Friday, May 9, 2008

Where Have I Been??

You know what's nice about blogging - I actually have a chance to miss myself... I need to delve into AI a little bit before I start on my new favorite show, "Hell's Kitchen". I must say that my little dred-lock guy HAD to go this week. Not only was his rendition of Bob Marley TERRIBLE, but he was a mess on the elimination show and was relieved he didn't have to come back because he wouldn't have to memorize THREE songs. Dumb as a rock - meanwhile, little lip-licker is belting out Elvis songs and while he is extraordinarily annoying, at least he can memorize his songs.

Why isn't Syesha getting any credit for
A - being good?
B - being beautiful?

Granted - she looked a bit whorish in her Tina Turner outfit but she PULLED it off. Meanwhile, the "tight pants boys brigade" is looking ridiculous with their chapped lips, yellow teeth and mysterious hairdos. This chick is bringing the beauty AND the voice every time. All that said, David Cook should win because he really is the only one with a future. Archuletta needs to go Disney (and gay), Syesha should go Broadway or TV, and Dred-lock needs to go to college and smoke pot 8 times per day.

On a new note, does anyone watch Hell's Kitchen?? I love this show. I don't even know where to begin. My favorite line this week about tall blond in reference to the little Vietnamese dude, "I mean he's barely 4 feet tall and I'm 6 feet tall. It's NOT happening." I LOVE the way Gordon Ramsey says Fuck Off instead of Goodnight. And I am supremely entertained by the number of DUMBasses who can cook. First of all, what the hell kind of name is Petroza and why is he NEVER on the chopping block? If I saw that man cooking my food, I would run for the exit. And Ben is dumb as a rock - none of them can speak and the little guy really IS 4 feet tall AND stupid.

My favorite/least favorite, though, without question, is Matt. CLOSE YOUR MOUTH. I do feel bad for those people who just can't close their mouths but this guy is going to immediately sign up for Extreme Makeover when he sees himself on TV. Now that Gordon Ramsey has joined Simon Cowell as one of the most accurate observers on TV, I think I may want to move to London. Or England, whatever - you HAVE to watch this show.

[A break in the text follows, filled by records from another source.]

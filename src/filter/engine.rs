//! The compiled form of a rule list.

use std::collections::HashMap;
use std::sync::Arc;

use tracing::trace;

use super::rules::{MatchContext, Pattern, Rule, RuleAction, RuleError};

//------------ RuleEngine ----------------------------------------------------

/// An immutable, indexed set of rules.
///
/// Rules matching exact hosts and whole domains are kept in hash maps so
/// that a lookup only needs to walk the labels of the host. Rules with
/// wildcards or regular expressions are checked one by one.
#[derive(Debug, Default)]
pub struct RuleEngine {
    rules: Vec<Arc<Rule>>,
    exact: HashMap<String, Vec<usize>>,
    domains: HashMap<String, Vec<usize>>,
    others: Vec<usize>,
}

impl RuleEngine {
    /// Creates an engine without any rules.
    pub fn empty() -> Self {
        Default::default()
    }

    /// Compiles the text of a rule list.
    ///
    /// Lines that fail to parse are skipped and returned along with the
    /// engine.
    pub fn compile(text: &str) -> (Self, Vec<RuleError>) {
        let mut res = RuleEngine::default();
        let mut errors = Vec::new();
        for line in text.lines() {
            match Rule::parse_line(line) {
                Ok(rules) => {
                    for rule in rules {
                        res.push(rule);
                    }
                }
                Err(err) => errors.push(err),
            }
        }
        (res, errors)
    }

    fn push(&mut self, rule: Rule) {
        let idx = self.rules.len();
        match rule.pattern() {
            Pattern::Exact(host) => {
                self.exact.entry(host.clone()).or_default().push(idx)
            }
            Pattern::Domain(domain) => {
                self.domains.entry(domain.clone()).or_default().push(idx)
            }
            Pattern::Regex(_) => self.others.push(idx),
        }
        self.rules.push(Arc::new(rule));
    }

    /// Returns the number of rules.
    pub fn rules_count(&self) -> usize {
        self.rules.len()
    }

    /// Matches a lower-case host against the rules.
    ///
    /// If several rules match, the outcome is chosen by priority:
    /// important exceptions, important rewrites, important blocking rules,
    /// exceptions, rewrites, and finally blocking rules.
    pub fn match_host(
        &self,
        host: &str,
        ctx: &MatchContext,
    ) -> Option<DnsMatch> {
        let mut found = Candidates::default();
        if let Some(idxs) = self.exact.get(host) {
            self.collect(idxs, ctx, &mut found);
        }
        for suffix in suffixes(host) {
            if let Some(idxs) = self.domains.get(suffix) {
                self.collect(idxs, ctx, &mut found);
            }
        }
        for &idx in &self.others {
            let rule = &self.rules[idx];
            if rule.pattern().matches(host) && rule.accepts(ctx) {
                found.push(rule);
            }
        }
        let res = found.into_match();
        if let Some(res) = &res {
            trace!(host, rule = %res.rule_text(), "rule matched");
        }
        res
    }

    fn collect<'a>(
        &'a self,
        idxs: &[usize],
        ctx: &MatchContext,
        found: &mut Candidates<'a>,
    ) {
        for &idx in idxs {
            let rule = &self.rules[idx];
            if rule.accepts(ctx) {
                found.push(rule);
            }
        }
    }
}

/// Returns the host and all its parent domains.
fn suffixes(host: &str) -> impl Iterator<Item = &str> {
    std::iter::once(host).chain(
        host.match_indices('.')
            .map(move |(pos, _)| &host[pos + 1..])
            .filter(|suffix| !suffix.is_empty()),
    )
}

//------------ Candidates ----------------------------------------------------

/// The rules matching a host, sorted by tier.
#[derive(Default)]
struct Candidates<'a> {
    important_allow: Option<&'a Arc<Rule>>,
    important_rewrites: Vec<Arc<Rule>>,
    important_block: Option<&'a Arc<Rule>>,
    allow: Option<&'a Arc<Rule>>,
    rewrites: Vec<Arc<Rule>>,
    block: Option<&'a Arc<Rule>>,
}

impl<'a> Candidates<'a> {
    fn push(&mut self, rule: &'a Arc<Rule>) {
        let important = rule.is_important();
        match (rule.action(), important) {
            (RuleAction::Allow, true) => {
                self.important_allow.get_or_insert(rule);
            }
            (RuleAction::Allow, false) => {
                self.allow.get_or_insert(rule);
            }
            (RuleAction::Rewrite(_), true) => {
                self.important_rewrites.push(rule.clone())
            }
            (RuleAction::Rewrite(_), false) => self.rewrites.push(rule.clone()),
            (RuleAction::Block, true) => {
                self.important_block.get_or_insert(rule);
            }
            (RuleAction::Block, false) => {
                self.block.get_or_insert(rule);
            }
        }
    }

    fn into_match(self) -> Option<DnsMatch> {
        if let Some(rule) = self.important_allow {
            return Some(DnsMatch::Allow(rule.clone()));
        }
        if !self.important_rewrites.is_empty() {
            return Some(DnsMatch::Rewrite(self.important_rewrites));
        }
        if let Some(rule) = self.important_block {
            return Some(DnsMatch::Block(rule.clone()));
        }
        if let Some(rule) = self.allow {
            return Some(DnsMatch::Allow(rule.clone()));
        }
        if !self.rewrites.is_empty() {
            return Some(DnsMatch::Rewrite(self.rewrites));
        }
        self.block.map(|rule| DnsMatch::Block(rule.clone()))
    }
}

//------------ DnsMatch ------------------------------------------------------

/// The outcome of matching a host against a rule list.
#[derive(Clone, Debug)]
pub enum DnsMatch {
    /// The query is blocked by this rule.
    Block(Arc<Rule>),

    /// The query is exempted by this rule.
    Allow(Arc<Rule>),

    /// The response is replaced according to these rules.
    ///
    /// The vector is never empty.
    Rewrite(Vec<Arc<Rule>>),
}

impl DnsMatch {
    /// Returns the text of the deciding rule.
    pub fn rule_text(&self) -> &Arc<str> {
        match self {
            DnsMatch::Block(rule) | DnsMatch::Allow(rule) => rule.text(),
            DnsMatch::Rewrite(rules) => rules[0].text(),
        }
    }

    /// Returns the priority of the match when combining several lists.
    ///
    /// Higher values win.
    pub fn priority(&self) -> u8 {
        match self {
            DnsMatch::Allow(rule) if rule.is_important() => 5,
            DnsMatch::Rewrite(rules) if rules[0].is_important() => 4,
            DnsMatch::Block(rule) if rule.is_important() => 3,
            DnsMatch::Allow(_) => 2,
            DnsMatch::Rewrite(_) => 1,
            DnsMatch::Block(_) => 0,
        }
    }
}

//============ Testing =======================================================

It is priceless.

So, I play on a co-ed softball team and 3 of the guys have had babies in the last 2 years. 3 boys - the names....Jack (reasonable), Desmond (a bit odd) and Hugo (are you kidding me???). Now I realize people are going for original names and all but do these guys really not notice that they are blatantly picking the names of "LOST" characters? And if not after Jack which is a common name, how can you name your kid Hugo after the last announcement was of Desmond??? Ridiculous. But, I love it...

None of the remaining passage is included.